Graphene Quantum Dots as Imaging, Sensing, and Targeted Delivery Platform for Cancer Therapeutics

Campbell, Elizabeth

Publication

Graphene Quantum Dots as Imaging, Sensing, and Targeted Delivery Platform for Cancer Therapeutics

Campbell, Elizabeth

Date

7/7/2021

Abstract

The objective of this research is to develop, optimize and test graphene quantum dots (GQDs) as imaging, sensing, and drug delivery platform. GQDs possess properties beneficial for molecular drug delivery/imaging/sensing applications. GQDs exhibit pH-dependent fluorescence in the visible, is water soluble and has a substantial platform for functionalization with multiple therapeutics. GQDs are beneficial for their biocompatibility, small size (< 5 nm), ease in synthesis, and high yield fluorescence in the visible and near-infrared. We explore the imaging and sensing capabilities of GQDs in vitro via their intrinsic fluorescence, pH-dependence of their emission for detection of acidic cancerous environments, and capabilities for in vitro transport of therapeutics. As a result, we expect GQDs to be successful multifunctional agents for imaging, sensing, and drug delivery advancing scientific approach to cancer treatment and therapeutics.
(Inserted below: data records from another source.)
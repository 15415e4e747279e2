//! Page composition: turns the content catalog into styled rows.
//!
//! The page is one tall document of [`Line`]s. [`compose`] builds it from
//! the six sections in order (hero, expertise, portfolio, resources,
//! testimonials, footer) and records the first row of every section in an
//! anchor table so navigation targets can be resolved to scroll offsets.
//! Clickable in-page buttons are recorded as [`PageLink`]s in document
//! coordinates.

mod builder;
mod expertise;
mod footer;
mod hero;
pub mod layout;
mod portfolio;
mod resources;
mod testimonials;

use folio_types::ContentCatalog;
use indexmap::IndexMap;
use ratatui::text::Line;

pub(crate) use builder::SectionBuilder;
use layout::ContentFrame;

use crate::ui::theme::Theme;

/// Anchor of the top of the page.
pub const TOP_ANCHOR: &str = "#";
/// Anchor of the footer contact block.
pub const CONTACT_ANCHOR: &str = "#contact";

/// Inputs shared by every section renderer.
pub struct PageContext<'a> {
    pub catalog: &'a ContentCatalog,
    pub theme: &'a dyn Theme,
    pub width: u16,
    /// Alternates on each pulse tick; drives the hero badge dot.
    pub pulse: bool,
    /// Year printed in the footer copyright.
    pub year: i32,
}

impl<'a> PageContext<'a> {
    pub fn frame(&self) -> ContentFrame {
        ContentFrame::for_width(self.width)
    }
}

/// A clickable region of the page in document coordinates.
#[derive(Debug, Clone, PartialEq, Eq)]
pub struct PageLink {
    pub row: u16,
    /// First column of the region.
    pub start: u16,
    /// One past the last column of the region.
    pub end: u16,
    pub anchor: String,
}

impl PageLink {
    pub fn contains(&self, row: u16, column: u16) -> bool {
        self.row == row && (self.start..self.end).contains(&column)
    }
}

/// The fully composed page.
#[derive(Debug, Default, Clone)]
pub struct PageDocument {
    lines: Vec<Line<'static>>,
    anchors: IndexMap<String, u16>,
    links: Vec<PageLink>,
}

impl PageDocument {
    pub fn lines(&self) -> &[Line<'static>] {
        &self.lines
    }

    pub fn height(&self) -> u16 {
        u16::try_from(self.lines.len()).unwrap_or(u16::MAX)
    }

    /// Section anchors in page order, mapped to their first row.
    pub fn anchors(&self) -> &IndexMap<String, u16> {
        &self.anchors
    }

    /// Row of `anchor`; the bare `#` resolves to the top of the page.
    pub fn anchor_row(&self, anchor: &str) -> Option<u16> {
        if anchor == TOP_ANCHOR {
            return Some(0);
        }
        self.anchors.get(anchor).copied()
    }

    pub fn links(&self) -> &[PageLink] {
        &self.links
    }

    /// The link under a document position, if any.
    pub fn link_at(&self, row: u16, column: u16) -> Option<&PageLink> {
        self.links.iter().find(|link| link.contains(row, column))
    }

    /// The page as plain text with trailing whitespace trimmed from each row.
    pub fn plain_text(&self) -> String {
        let mut out = String::new();
        for line in &self.lines {
            let text: String = line.spans.iter().map(|span| span.content.as_ref()).collect();
            out.push_str(text.trim_end());
            out.push('\n');
        }
        out
    }

    fn append_section(&mut self, anchor: Option<&str>, section: SectionBuilder) {
        let base = self.height();
        if let Some(anchor) = anchor {
            self.anchors.insert(anchor.to_string(), base);
        }
        let (lines, links) = section.finish();
        self.links.extend(links.into_iter().map(|mut link| {
            link.row = link.row.saturating_add(base);
            link
        }));
        self.lines.extend(lines);
    }
}

/// Builds the whole page for the given context.
pub fn compose(ctx: &PageContext<'_>) -> PageDocument {
    let mut document = PageDocument::default();
    document.append_section(None, hero::render(ctx));
    document.append_section(Some("#expertise"), expertise::render(ctx));
    document.append_section(Some("#portfolio"), portfolio::render(ctx));
    document.append_section(Some("#resources"), resources::render(ctx));
    document.append_section(Some("#testimonials"), testimonials::render(ctx));
    document.append_section(Some(CONTACT_ANCHOR), footer::render(ctx));
    document
}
This work then develops a new multifunctional biocompatible anticancer nanoformulation to provide targeted image-guided cancer-selective therapeutics. It consists of three active covalently bound components: (1) biocompatible nitrogen-doped graphene quantum dots (GQDs) as a multifunctional delivery and imaging platform, (2) hyaluronic acid (HA) unit targeted to the CD44 receptors on a variety of cancer cells, and (3) oxidative stress-based cancer-selective ferrocene (Fc) therapeutic. The biocompatible GQD platform synthesized from glucosamine exhibits high-yield intrinsic fluorescence. It is utilized for tracking Fc-GQD-HA formulation in vitro indicating internalization enhancement in HeLa cells targeted by the HA over non-cancer HEK-293 cells not overexpressing CD44 receptor. Fc-GQD-HA, non-toxic at 1 mg/mL to HEK-293 cells, induces cytotoxic response in HeLa enhanced over time, while therapeutic ROS generation by Fc-GQD-HA is ~3 times greater than that of Fc alone. This outlines the targeted delivery, imaging, and cancer-specific treatment capabilities of the new Fc-GQD-HA formulation enabling desired cancer-focused nanotherapeutic approach.